Für diese Aktion benötigt sie aber die Hilfe von Aza, die Davis, den Sohn des Flüchtigen in einem Trauercamp für Kinder traf, als seine Mutter und ihr Vater gestorben waren. Aza erinnert sich an ein Gefühl der Nähe, das zwischen beiden sofort wieder aufflammt, als sie sich begrüßen, ohne sich zu berühren, "was Azas bevorzugte Form der Begrüßung war." Aber wie kann sich eine Liebe entwickeln, wenn keine Nähe möglich ist, wenn bei Aza nach jedem Kuss Panikattacken ausbrechen, die sie nicht beherrschen kann? Die sich trotz Sitzungen bei der Therapeutin immer mehr steigern und nach einem Streit mit Daisy in einer Katastrophe enden.

Leseprobe

Einen Auszug aus dem Buch stellt der Verlag auf seiner Homepage zur Verfügung.

John Green findet eine Möglichkeit behutsamer Annäherung, er setzt das Internet als Medium der Verständigung ein. Aza sucht die Seiten und Blogs von Davis, findet seine Einträge mit Zitaten aus der Literatur, zum Beispiel von Salinger oder Shakespeare, unterbrochen von eigenen Gedichten des Jungen. Der selbst, wie sein kleiner Bruder durch das Verschwinden des Vaters traumatisiert ist. Aza liest seine Einträge wie Tageslosungen, voller Hoffnung für beide.

Die Erwartung des Lesers, dass nach dramatischen Ereignissen mit kathartischer Wirkung Aza frei von ihren Ängsten der "Lotse ihres Verstandes" sein wird, erfüllt sich nicht. Aber sie kann sich mitteilen und findet so die Hilfe der Mutter und auch der Therapeutin. Ein Leben mit der Krankheit und auch mit Davis scheint möglich zu sein, denn wer auf Wiedersehen sagt, glaubt, dass er zurückkommt.
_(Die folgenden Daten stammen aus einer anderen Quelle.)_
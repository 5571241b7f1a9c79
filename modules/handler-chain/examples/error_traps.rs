//! Routes a few fake requests through a chain with a selector and a fault
//! trap.
//!
//! RUST_LOG=handler_chain=debug cargo run --example error_traps

use anyhow::{anyhow, Result};
use handler_chain::{compose, select_if, ChainConfig, Handler};
use tracing_subscriber::EnvFilter;

#[derive(Debug)]
struct Request {
    url: String,
}

#[derive(Debug, Default)]
struct Response {
    status: u16,
    body: String,
}

fn respond(status: u16, body: &'static str) -> Handler<Request, Response> {
    Handler::normal_sync(move |_: &mut Request, res: &mut Response| {
        res.status = status;
        res.body = body.to_string();
        Ok(())
    })
}

/// Picks a handler set per request, then runs it as part of a larger chain.
fn route() -> Handler<Request, Response> {
    Handler::normal(|req: &mut Request, res: &mut Response| {
        Box::pin(async move {
            let url = req.url.as_str();
            let chain = compose([
                Handler::normal_sync(|req: &mut Request, _: &mut Response| {
                    if req.url.contains("..") {
                        return Err(anyhow!("path traversal in {}", req.url));
                    }
                    Ok(())
                }),
                select_if!(
                    url == "/", vec![respond(200, "homepage")],
                    url == "/error500", respond(500, "weird"),
                    respond(404, "no idea"),
                )
                .into(),
                Handler::trap_sync(|err, _: &mut Request, res: &mut Response| {
                    tracing::warn!(error = %err, "request rejected");
                    res.status = 400;
                    res.body = "bad request".to_string();
                    Ok(())
                }),
            ]);
            chain.run(req, res).await
        })
    })
}

#[tokio::main]
async fn main() -> Result<()> {
    tracing_subscriber::fmt()
        .with_env_filter(EnvFilter::from_default_env().add_directive("handler_chain=info".parse()?))
        .init();

    ChainConfig::from_env()?.apply();

    let app = compose([
        route(),
        Handler::normal_sync(|req: &mut Request, res: &mut Response| {
            tracing::info!(url = %req.url, status = res.status, body = %res.body, "served");
            Ok(())
        }),
    ]);

    for url in ["/", "/error500", "/something", "/../etc/passwd"] {
        let mut req = Request { url: url.to_string() };
        let mut res = Response::default();
        app.call(&mut req, &mut res, |fault| {
            if let Some(err) = fault {
                tracing::error!(error = %err, "unhandled fault");
            }
        })
        .await;
    }

    Ok(())
}
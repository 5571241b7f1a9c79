//! Process-wide and per-chain scheduling.
//!
//! Kept in its own test binary: the global flag is shared by every test in
//! a process.

use std::sync::{Arc, Mutex};

use handler_chain::{
    compose, deferred_scheduling, set_deferred_scheduling, Chain, ChainConfig, Handler, Schedule,
};

type Log = Arc<Mutex<Vec<String>>>;

fn steps(label: &'static str, count: usize) -> Vec<Handler<Log, ()>> {
    (1..=count)
        .map(|i| {
            Handler::normal_sync(move |log: &mut Log, _: &mut ()| {
                log.lock().unwrap().push(format!("{label}{i}"));
                Ok(())
            })
        })
        .collect()
}

async fn run_pair(a: Chain<Log, ()>, b: Chain<Log, ()>) -> Vec<String> {
    let log: Log = Arc::default();
    let mut log_a = log.clone();
    let mut log_b = log.clone();
    let (mut unit_a, mut unit_b) = ((), ());

    let (ra, rb) = tokio::join!(a.run(&mut log_a, &mut unit_a), b.run(&mut log_b, &mut unit_b));
    ra.unwrap();
    rb.unwrap();

    let entries = log.lock().unwrap().clone();
    entries
}

fn index_of(log: &[String], entry: &str) -> usize {
    log.iter().position(|e| e == entry).unwrap()
}

#[tokio::test]
async fn scheduling_flag_and_overrides() {
    // Default is deferred.
    assert!(deferred_scheduling());
    assert_eq!(Schedule::global(), Schedule::Deferred);

    // Deferred chains yield between steps, so two of them interleave.
    let log = run_pair(compose(steps("a", 2)), compose(steps("b", 2))).await;
    assert!(index_of(&log, "b1") < index_of(&log, "a2"));

    // Immediate chains of synchronous handlers finish in one go.
    set_deferred_scheduling(false);
    assert_eq!(Schedule::global(), Schedule::Immediate);
    let log = run_pair(compose(steps("a", 2)), compose(steps("b", 2))).await;
    assert_eq!(log, vec!["a1", "a2", "b1", "b2"]);

    // An explicit schedule beats the process default.
    let log = run_pair(
        compose(steps("a", 2)).with_schedule(Schedule::Deferred),
        compose(steps("b", 2)).with_schedule(Schedule::Deferred),
    )
    .await;
    assert!(index_of(&log, "b1") < index_of(&log, "a2"));

    // Config round trip restores the default.
    let config = ChainConfig {
        scheduling: Schedule::Deferred,
    };
    config.apply();
    assert!(deferred_scheduling());

    Schedule::Immediate.make_global();
    assert!(!deferred_scheduling());
    set_deferred_scheduling(true);
}

#[test]
fn schedule_parses_and_displays() {
    assert_eq!("deferred".parse::<Schedule>().unwrap(), Schedule::Deferred);
    assert_eq!(" IMMEDIATE ".parse::<Schedule>().unwrap(), Schedule::Immediate);
    assert!("later".parse::<Schedule>().is_err());
    assert_eq!(Schedule::Immediate.to_string(), "immediate");
}
//! Core traits for chain handlers.

use async_trait::async_trait;

use crate::error::Fault;

/// A handler that runs during normal (fault-free) flow.
///
/// Returning `Ok(())` advances the chain. Returning `Err` raises a fault,
/// which skips every following middleware until a [`FaultTrap`] takes it.
/// A handler whose future never resolves halts the chain.
#[async_trait]
pub trait Middleware<A, B>: Send + Sync {
    async fn handle(&self, a: &mut A, b: &mut B) -> Result<(), Fault>;
}

/// A handler that only runs while a fault is in flight.
///
/// `Ok(())` clears the fault and resumes normal flow at the next middleware.
/// `Err` re-raises, either the same fault or a different one, for any later
/// trap to catch.
#[async_trait]
pub trait FaultTrap<A, B>: Send + Sync {
    async fn handle(&self, fault: Fault, a: &mut A, b: &mut B) -> Result<(), Fault>;
}
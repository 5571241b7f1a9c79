use std::any::Any;

use thiserror::Error;

/// Opaque error value carried through a chain.
///
/// Handlers raise one by returning `Err`, and traps receive it by value.
pub type Fault = anyhow::Error;

/// Errors originating in the chain machinery itself rather than in handlers.
#[derive(Error, Debug)]
pub enum ChainError {
    /// A handler panicked while running; the panic was converted into a fault.
    #[error("handler panicked: {message}")]
    Panicked { message: String },

    #[error("invalid schedule: {0} (expected \"deferred\" or \"immediate\")")]
    InvalidSchedule(String),
}

impl ChainError {
    pub(crate) fn from_panic(payload: Box<dyn Any + Send>) -> Self {
        let message = if let Some(s) = payload.downcast_ref::<&'static str>() {
            (*s).to_string()
        } else if let Some(s) = payload.downcast_ref::<String>() {
            s.clone()
        } else {
            "non-string panic payload".to_string()
        };
        ChainError::Panicked { message }
    }

    /// True when `fault` is a captured handler panic.
    pub fn is_panic(fault: &Fault) -> bool {
        matches!(
            fault.downcast_ref::<ChainError>(),
            Some(ChainError::Panicked { .. })
        )
    }
}
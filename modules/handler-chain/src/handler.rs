//! Handler values and the closure adapters behind them.

use std::fmt;
use std::sync::Arc;

use async_trait::async_trait;
use futures::future::BoxFuture;

use crate::engine::Chain;
use crate::error::Fault;
use crate::traits::{FaultTrap, Middleware};

/// Future returned by async closure handlers.
pub type HandlerFuture<'a> = BoxFuture<'a, Result<(), Fault>>;

/// Which kind of flow a handler participates in.
#[derive(Debug, Clone, Copy, PartialEq, Eq)]
pub enum Role {
    Normal,
    Trap,
}

/// One entry in a chain. The variant is fixed at construction and is the
/// only thing the engine looks at when deciding what runs next.
pub enum Handler<A, B> {
    Normal(Arc<dyn Middleware<A, B>>),
    Trap(Arc<dyn FaultTrap<A, B>>),
}

impl<A, B> Handler<A, B> {
    pub fn role(&self) -> Role {
        match self {
            Handler::Normal(_) => Role::Normal,
            Handler::Trap(_) => Role::Trap,
        }
    }
}

impl<A, B> Handler<A, B>
where
    A: Send + 'static,
    B: Send + 'static,
{
    /// Async middleware from a closure.
    ///
    /// ```ignore
    /// Handler::normal(|req: &mut Request, res: &mut Response| {
    ///     Box::pin(async move {
    ///         res.body = lookup(&req.path).await?;
    ///         Ok(())
    ///     })
    /// })
    /// ```
    pub fn normal<F>(f: F) -> Self
    where
        F: for<'a> Fn(&'a mut A, &'a mut B) -> HandlerFuture<'a> + Send + Sync + 'static,
    {
        Handler::Normal(Arc::new(AsyncMiddleware(f)))
    }

    /// Async fault trap from a closure.
    pub fn trap<F>(f: F) -> Self
    where
        F: for<'a> Fn(Fault, &'a mut A, &'a mut B) -> HandlerFuture<'a> + Send + Sync + 'static,
    {
        Handler::Trap(Arc::new(AsyncTrap(f)))
    }

    /// Middleware from a plain closure that finishes without awaiting.
    pub fn normal_sync<F>(f: F) -> Self
    where
        F: Fn(&mut A, &mut B) -> Result<(), Fault> + Send + Sync + 'static,
    {
        Handler::Normal(Arc::new(SyncMiddleware(f)))
    }

    /// Fault trap from a plain closure that finishes without awaiting.
    pub fn trap_sync<F>(f: F) -> Self
    where
        F: Fn(Fault, &mut A, &mut B) -> Result<(), Fault> + Send + Sync + 'static,
    {
        Handler::Trap(Arc::new(SyncTrap(f)))
    }

    pub fn from_middleware(middleware: impl Middleware<A, B> + 'static) -> Self {
        Handler::Normal(Arc::new(middleware))
    }

    pub fn from_trap(trap: impl FaultTrap<A, B> + 'static) -> Self {
        Handler::Trap(Arc::new(trap))
    }
}

impl<A, B> Clone for Handler<A, B> {
    fn clone(&self) -> Self {
        match self {
            Handler::Normal(m) => Handler::Normal(Arc::clone(m)),
            Handler::Trap(t) => Handler::Trap(Arc::clone(t)),
        }
    }
}

impl<A, B> fmt::Debug for Handler<A, B> {
    fn fmt(&self, f: &mut fmt::Formatter<'_>) -> fmt::Result {
        f.debug_tuple("Handler").field(&self.role()).finish()
    }
}

/// A nested chain is a single middleware from the outside.
impl<A, B> From<Chain<A, B>> for Handler<A, B>
where
    A: Send + 'static,
    B: Send + 'static,
{
    fn from(chain: Chain<A, B>) -> Self {
        Handler::Normal(Arc::new(chain))
    }
}

// ---------------------------------------------------------------------------
// Closure adapters
// ---------------------------------------------------------------------------

struct AsyncMiddleware<F>(F);

#[async_trait]
impl<A, B, F> Middleware<A, B> for AsyncMiddleware<F>
where
    A: Send,
    B: Send,
    F: for<'a> Fn(&'a mut A, &'a mut B) -> HandlerFuture<'a> + Send + Sync,
{
    async fn handle(&self, a: &mut A, b: &mut B) -> Result<(), Fault> {
        (self.0)(a, b).await
    }
}

struct AsyncTrap<F>(F);

#[async_trait]
impl<A, B, F> FaultTrap<A, B> for AsyncTrap<F>
where
    A: Send,
    B: Send,
    F: for<'a> Fn(Fault, &'a mut A, &'a mut B) -> HandlerFuture<'a> + Send + Sync,
{
    async fn handle(&self, fault: Fault, a: &mut A, b: &mut B) -> Result<(), Fault> {
        (self.0)(fault, a, b).await
    }
}

struct SyncMiddleware<F>(F);

#[async_trait]
impl<A, B, F> Middleware<A, B> for SyncMiddleware<F>
where
    A: Send,
    B: Send,
    F: Fn(&mut A, &mut B) -> Result<(), Fault> + Send + Sync,
{
    async fn handle(&self, a: &mut A, b: &mut B) -> Result<(), Fault> {
        (self.0)(a, b)
    }
}

struct SyncTrap<F>(F);

#[async_trait]
impl<A, B, F> FaultTrap<A, B> for SyncTrap<F>
where
    A: Send,
    B: Send,
    F: Fn(Fault, &mut A, &mut B) -> Result<(), Fault> + Send + Sync,
{
    async fn handle(&self, fault: Fault, a: &mut A, b: &mut B) -> Result<(), Fault> {
        (self.0)(fault, a, b)
    }
}
//! Pick one handler set up front and compose it.
//!
//! The functions take typed pairs and an explicit optional default. The
//! [`select_if!`](crate::select_if!) and [`select_switch!`](crate::select_switch!)
//! macros take a flat argument list instead and decide whether a trailing
//! default is present by counting arguments.

use crate::engine::Chain;

/// First branch whose condition is `true`, else `default`, else a
/// pass-through. Conditions are plain values, evaluated by the caller; only
/// their order decides precedence.
pub fn select_if<A, B, I, H>(branches: I, default: Option<Chain<A, B>>) -> Chain<A, B>
where
    I: IntoIterator<Item = (bool, H)>,
    H: Into<Chain<A, B>>,
{
    branches
        .into_iter()
        .find(|(condition, _)| *condition)
        .map(|(_, handlers)| handlers.into())
        .or(default)
        .unwrap_or_default()
}

/// First case whose candidate equals `probe`, else `default`, else a
/// pass-through.
pub fn select_switch<A, B, T, I, H>(probe: &T, cases: I, default: Option<Chain<A, B>>) -> Chain<A, B>
where
    T: PartialEq,
    I: IntoIterator<Item = (T, H)>,
    H: Into<Chain<A, B>>,
{
    cases
        .into_iter()
        .find(|(candidate, _)| candidate == probe)
        .map(|(_, handlers)| handlers.into())
        .or(default)
        .unwrap_or_default()
}

#[doc(hidden)]
pub fn __select_if<A, B>(branches: Vec<(bool, Chain<A, B>)>, default: Option<Chain<A, B>>) -> Chain<A, B> {
    select_if(branches, default)
}

#[doc(hidden)]
pub fn __select_switch<A, B, T: PartialEq>(
    probe: &T,
    cases: Vec<(T, Chain<A, B>)>,
    default: Option<Chain<A, B>>,
) -> Chain<A, B> {
    select_switch(probe, cases, default)
}

/// `select_if!(cond1, handlers1, cond2, handlers2, ..., [default])`
///
/// An odd argument count means the last argument is the default; with an
/// even count a pass-through default is used. Each handler set is anything
/// convertible into a [`Chain`](crate::Chain): a `Handler`, a `Vec<Handler>`
/// or another chain.
#[macro_export]
macro_rules! select_if {
    (@pairs [$($pairs:tt)*]) => {{
        let branches = ::std::vec![$($pairs)*];
        $crate::select::__select_if(branches, ::std::option::Option::None)
    }};
    (@pairs [$($pairs:tt)*] $cond:expr, $handlers:expr $(,)?) => {
        $crate::select_if!(@pairs [$($pairs)* ($cond, $crate::Chain::from($handlers)),])
    };
    (@pairs [$($pairs:tt)*] $cond:expr, $handlers:expr, $($rest:tt)+) => {
        $crate::select_if!(@pairs [$($pairs)* ($cond, $crate::Chain::from($handlers)),] $($rest)+)
    };
    (@pairs [$($pairs:tt)*] $default:expr $(,)?) => {{
        let branches = ::std::vec![$($pairs)*];
        $crate::select::__select_if(
            branches,
            ::std::option::Option::Some($crate::Chain::from($default)),
        )
    }};
    (@pairs $($malformed:tt)*) => {
        ::std::compile_error!("select_if! expects `condition, handlers` pairs and an optional default")
    };
    ($($args:tt)*) => {
        $crate::select_if!(@pairs [] $($args)*)
    };
}

/// `select_switch!(probe, case1, handlers1, case2, handlers2, ..., [default])`
///
/// An even argument count (probe included) means the last argument is the
/// default; with an odd count a pass-through default is used. Candidates are
/// compared with `==` against the probe, so they must share its type.
#[macro_export]
macro_rules! select_switch {
    (@cases $probe:expr; [$($cases:tt)*]) => {{
        let probe = $probe;
        let cases = ::std::vec![$($cases)*];
        $crate::select::__select_switch(&probe, cases, ::std::option::Option::None)
    }};
    (@cases $probe:expr; [$($cases:tt)*] $case:expr, $handlers:expr $(,)?) => {
        $crate::select_switch!(@cases $probe; [$($cases)* ($case, $crate::Chain::from($handlers)),])
    };
    (@cases $probe:expr; [$($cases:tt)*] $case:expr, $handlers:expr, $($rest:tt)+) => {
        $crate::select_switch!(@cases $probe; [$($cases)* ($case, $crate::Chain::from($handlers)),] $($rest)+)
    };
    (@cases $probe:expr; [$($cases:tt)*] $default:expr $(,)?) => {{
        let probe = $probe;
        let cases = ::std::vec![$($cases)*];
        $crate::select::__select_switch(
            &probe,
            cases,
            ::std::option::Option::Some($crate::Chain::from($default)),
        )
    }};
    (@cases $($malformed:tt)*) => {
        ::std::compile_error!("select_switch! expects a probe, `case, handlers` pairs and an optional default")
    };
    ($probe:expr $(, $($args:tt)*)?) => {
        $crate::select_switch!(@cases $probe; [] $($($args)*)?)
    };
}
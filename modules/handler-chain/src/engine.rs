//! The dispatch loop.

use std::fmt;
use std::future::Future;
use std::panic::AssertUnwindSafe;
use std::sync::Arc;

use async_trait::async_trait;
use futures::FutureExt;
use tracing::{debug, trace, warn};

use crate::error::{ChainError, Fault};
use crate::handler::Handler;
use crate::scheduler::Schedule;
use crate::traits::{FaultTrap, Middleware};

/// Compose handlers into a single [`Chain`].
pub fn compose<A, B>(handlers: impl IntoIterator<Item = Handler<A, B>>) -> Chain<A, B> {
    Chain::new(handlers)
}

/// An ordered list of handlers run as one unit.
///
/// Normal handlers run in order until one raises a fault. From then on only
/// fault traps are considered, again in order, until one clears the fault or
/// the list runs out. The outcome of the last step is the chain's outcome.
///
/// Cheap to clone; clones share the handler list.
pub struct Chain<A, B> {
    handlers: Arc<[Handler<A, B>]>,
    schedule: Option<Schedule>,
}

impl<A, B> Chain<A, B> {
    pub fn new(handlers: impl IntoIterator<Item = Handler<A, B>>) -> Self {
        Self {
            handlers: handlers.into_iter().collect(),
            schedule: None,
        }
    }

    /// A chain with no handlers. Always succeeds and leaves contexts alone.
    pub fn passthrough() -> Self {
        Self::new(Vec::new())
    }

    /// Pin this chain to a schedule instead of following the process default.
    pub fn with_schedule(mut self, schedule: Schedule) -> Self {
        self.schedule = Some(schedule);
        self
    }

    pub fn len(&self) -> usize {
        self.handlers.len()
    }

    pub fn is_empty(&self) -> bool {
        self.handlers.is_empty()
    }

    fn schedule(&self) -> Schedule {
        self.schedule.unwrap_or_else(Schedule::global)
    }
}

impl<A, B> Chain<A, B>
where
    A: Send,
    B: Send,
{
    /// Run the chain to completion.
    ///
    /// `Err` carries a fault no trap cleared. Panics inside handlers are
    /// converted into faults and never escape.
    pub async fn run(&self, a: &mut A, b: &mut B) -> Result<(), Fault> {
        let mut cursor = Cursor::new(&self.handlers);
        let mut fault: Option<Fault> = None;

        trace!(handlers = self.handlers.len(), "chain started");

        loop {
            let trapping = fault.is_some();

            let outcome = match fault.take() {
                None => {
                    let Some(middleware) = cursor.next_normal() else {
                        trace!("chain completed");
                        return Ok(());
                    };
                    trace!(position = cursor.position(), "running middleware");
                    guarded(async { middleware.handle(a, b).await }).await
                }
                Some(err) => {
                    let Some(trap) = cursor.next_trap() else {
                        debug!(error = %err, "fault reached end of chain");
                        return Err(err);
                    };
                    debug!(position = cursor.position(), error = %err, "fault trapped");
                    guarded(async { trap.handle(err, a, b).await }).await
                }
            };

            match &outcome {
                Err(err) if trapping => debug!(error = %err, "fault re-raised"),
                Err(err) => debug!(position = cursor.position(), error = %err, "fault raised"),
                Ok(()) if trapping => debug!("fault cleared"),
                Ok(()) => {}
            }

            fault = outcome.err();
            self.schedule().resume().await;
        }
    }

    /// Run the chain and hand its outcome to `terminal`, exactly once.
    pub async fn call<T>(&self, a: &mut A, b: &mut B, terminal: T)
    where
        T: FnOnce(Option<Fault>) + Send,
    {
        let outcome = self.run(a, b).await;
        terminal(outcome.err());
    }

    /// Run the chain with nobody observing the outcome.
    ///
    /// An unhandled fault is logged and dropped. Callers that need to react
    /// to failure must use [`Chain::run`] or [`Chain::call`].
    pub async fn call_detached(&self, a: &mut A, b: &mut B) {
        if let Err(err) = self.run(a, b).await {
            warn!(error = %err, "unhandled fault dropped: chain has no terminal");
        }
    }
}

/// Await one handler, turning a panic into a fault. Kept around the single
/// handler call so a bug in the loop itself is never swallowed.
async fn guarded<F>(handler: F) -> Result<(), Fault>
where
    F: Future<Output = Result<(), Fault>>,
{
    match AssertUnwindSafe(handler).catch_unwind().await {
        Ok(outcome) => outcome,
        Err(payload) => Err(ChainError::from_panic(payload).into()),
    }
}

#[async_trait]
impl<A, B> Middleware<A, B> for Chain<A, B>
where
    A: Send,
    B: Send,
{
    async fn handle(&self, a: &mut A, b: &mut B) -> Result<(), Fault> {
        self.run(a, b).await
    }
}

impl<A, B> Clone for Chain<A, B> {
    fn clone(&self) -> Self {
        Self {
            handlers: Arc::clone(&self.handlers),
            schedule: self.schedule,
        }
    }
}

impl<A, B> Default for Chain<A, B> {
    fn default() -> Self {
        Self::passthrough()
    }
}

impl<A, B> fmt::Debug for Chain<A, B> {
    fn fmt(&self, f: &mut fmt::Formatter<'_>) -> fmt::Result {
        f.debug_struct("Chain")
            .field("handlers", &self.handlers.len())
            .field("schedule", &self.schedule)
            .finish()
    }
}

impl<A, B> From<Handler<A, B>> for Chain<A, B> {
    fn from(handler: Handler<A, B>) -> Self {
        Self::new([handler])
    }
}

impl<A, B> From<Vec<Handler<A, B>>> for Chain<A, B> {
    fn from(handlers: Vec<Handler<A, B>>) -> Self {
        Self::new(handlers)
    }
}

impl<A, B> FromIterator<Handler<A, B>> for Chain<A, B> {
    fn from_iter<I: IntoIterator<Item = Handler<A, B>>>(iter: I) -> Self {
        Self::new(iter)
    }
}

// ---------------------------------------------------------------------------
// Cursor
// ---------------------------------------------------------------------------

/// Position into a handler list for one invocation. Only moves forward;
/// every entry it looks at, matching or not, is consumed.
struct Cursor<'c, A, B> {
    handlers: &'c [Handler<A, B>],
    pos: usize,
}

impl<'c, A, B> Cursor<'c, A, B> {
    fn new(handlers: &'c [Handler<A, B>]) -> Self {
        Self { handlers, pos: 0 }
    }

    /// Index of the entry most recently returned.
    fn position(&self) -> usize {
        self.pos.saturating_sub(1)
    }

    fn next_normal(&mut self) -> Option<&'c Arc<dyn Middleware<A, B>>> {
        while let Some(handler) = self.handlers.get(self.pos) {
            self.pos += 1;
            if let Handler::Normal(middleware) = handler {
                return Some(middleware);
            }
        }
        None
    }

    fn next_trap(&mut self) -> Option<&'c Arc<dyn FaultTrap<A, B>>> {
        while let Some(handler) = self.handlers.get(self.pos) {
            self.pos += 1;
            if let Handler::Trap(trap) = handler {
                return Some(trap);
            }
        }
        None
    }
}
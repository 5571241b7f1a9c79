//! Sequential handler chains with fault traps.
//!
//! A [`Chain`] runs its handlers in order over two shared contexts. Normal
//! handlers ([`Middleware`]) run until one raises a fault; from then on only
//! [`FaultTrap`]s run until one clears it. A fault nobody clears becomes the
//! chain's outcome. Panics inside handlers are captured as faults.
//!
//! Chains are handlers themselves, so they nest. [`select_if`] and
//! [`select_switch`] choose between handler sets before composing.

pub mod config;
pub mod engine;
pub mod error;
pub mod handler;
pub mod scheduler;
pub mod select;
pub mod traits;

pub use config::ChainConfig;
pub use engine::{compose, Chain};
pub use error::{ChainError, Fault};
pub use handler::{Handler, HandlerFuture, Role};
pub use scheduler::{deferred_scheduling, set_deferred_scheduling, Schedule};
pub use select::{select_if, select_switch};
pub use traits::{FaultTrap, Middleware};
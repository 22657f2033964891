use crate::driver::{Locator, PageDriver, RawTable};
use crate::error::{Result, ScreenerError};
use serde::{Deserialize, Serialize};

pub const SYMBOL_COLUMN: &str = "Symbol";
pub const NAME_COLUMN: &str = "Name";
pub const PRICE_COLUMN: &str = "Price (Intraday)";

/// One quote as shown in the screener table.
///
/// Serialises with the table's own column names.
#[derive(Debug, Clone, PartialEq, Serialize, Deserialize)]
pub struct Quote {
    #[serde(rename = "Symbol")]
    pub symbol: String,

    #[serde(rename = "Name")]
    pub name: String,

    /// Numeric when the cell parses cleanly, the raw text otherwise, null when absent
    #[serde(rename = "Price (Intraday)")]
    pub price: serde_json::Value,
}

impl Quote {
    /// Serialized form stored as the dataset value
    pub fn to_record(&self) -> Result<String> {
        serde_json::to_string(self)
            .map_err(|e| ScreenerError::TableParseFailed(format!("Failed to serialize quote {}: {}", self.symbol, e)))
    }
}

/// One extracted table entry, keyed by symbol
#[derive(Debug, Clone, PartialEq)]
pub struct Row {
    pub key: String,
    pub payload: Quote,
}

/// Rows read from one page of results
#[derive(Debug, Clone, Default, PartialEq)]
pub struct PageBatch {
    /// Rows in displayed order
    pub rows: Vec<Row>,

    /// Rows skipped because they had no symbol
    pub dropped: usize,
}

impl PageBatch {
    pub fn len(&self) -> usize {
        self.rows.len()
    }

    pub fn is_empty(&self) -> bool {
        self.rows.is_empty()
    }
}

/// Read the results table on the current page
pub fn extract_page<D: PageDriver + ?Sized>(driver: &D, table: &Locator) -> Result<PageBatch> {
    let raw = driver.read_table(table)?;
    batch_from_table(&raw)
}

/// Turn raw table cells into a [`PageBatch`]
pub fn batch_from_table(raw: &RawTable) -> Result<PageBatch> {
    let symbol_col = raw
        .column(SYMBOL_COLUMN)
        .ok_or_else(|| ScreenerError::TableParseFailed(format!("No '{}' column in {:?}", SYMBOL_COLUMN, raw.headers)))?;
    let name_col = raw.column(NAME_COLUMN);
    let price_col = raw.column(PRICE_COLUMN);

    let mut batch = PageBatch::default();
    for cells in &raw.rows {
        let key = match cell(cells, Some(symbol_col)) {
            Some(k) if !k.is_empty() => k,
            _ => {
                batch.dropped += 1;
                continue;
            }
        };

        let payload = Quote {
            symbol: key.clone(),
            name: cell(cells, name_col).unwrap_or_default(),
            price: cell(cells, price_col).map(parse_price).unwrap_or(serde_json::Value::Null),
        };
        batch.rows.push(Row { key, payload });
    }

    if batch.dropped > 0 {
        log::warn!("Dropped {} row(s) without a symbol", batch.dropped);
    }

    Ok(batch)
}

fn cell(cells: &[String], col: Option<usize>) -> Option<String> {
    col.and_then(|i| cells.get(i)).map(|s| s.trim().to_string())
}

fn parse_price(text: String) -> serde_json::Value {
    let digits = text.replace(',', "");
    match digits.parse::<f64>() {
        Ok(n) => serde_json::Number::from_f64(n).map(serde_json::Value::Number).unwrap_or(serde_json::Value::String(text)),
        Err(_) if text.is_empty() => serde_json::Value::Null,
        Err(_) => serde_json::Value::String(text),
    }
}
Es ist wieder die besondere Sprache von John Green, der hier, mit einer großen Intensität und Empathie, das ungewöhnliche Drama eines Lebens aufzeichnet, ohne die Hoffnung zu vergessen.

John Green: Schlaft gut, ihr fiesen Gedanken. Aus dem Englischen von Sophie Zeitz. Carl Hanser Verlag, München 2017. 285 Seiten, 20 Euro.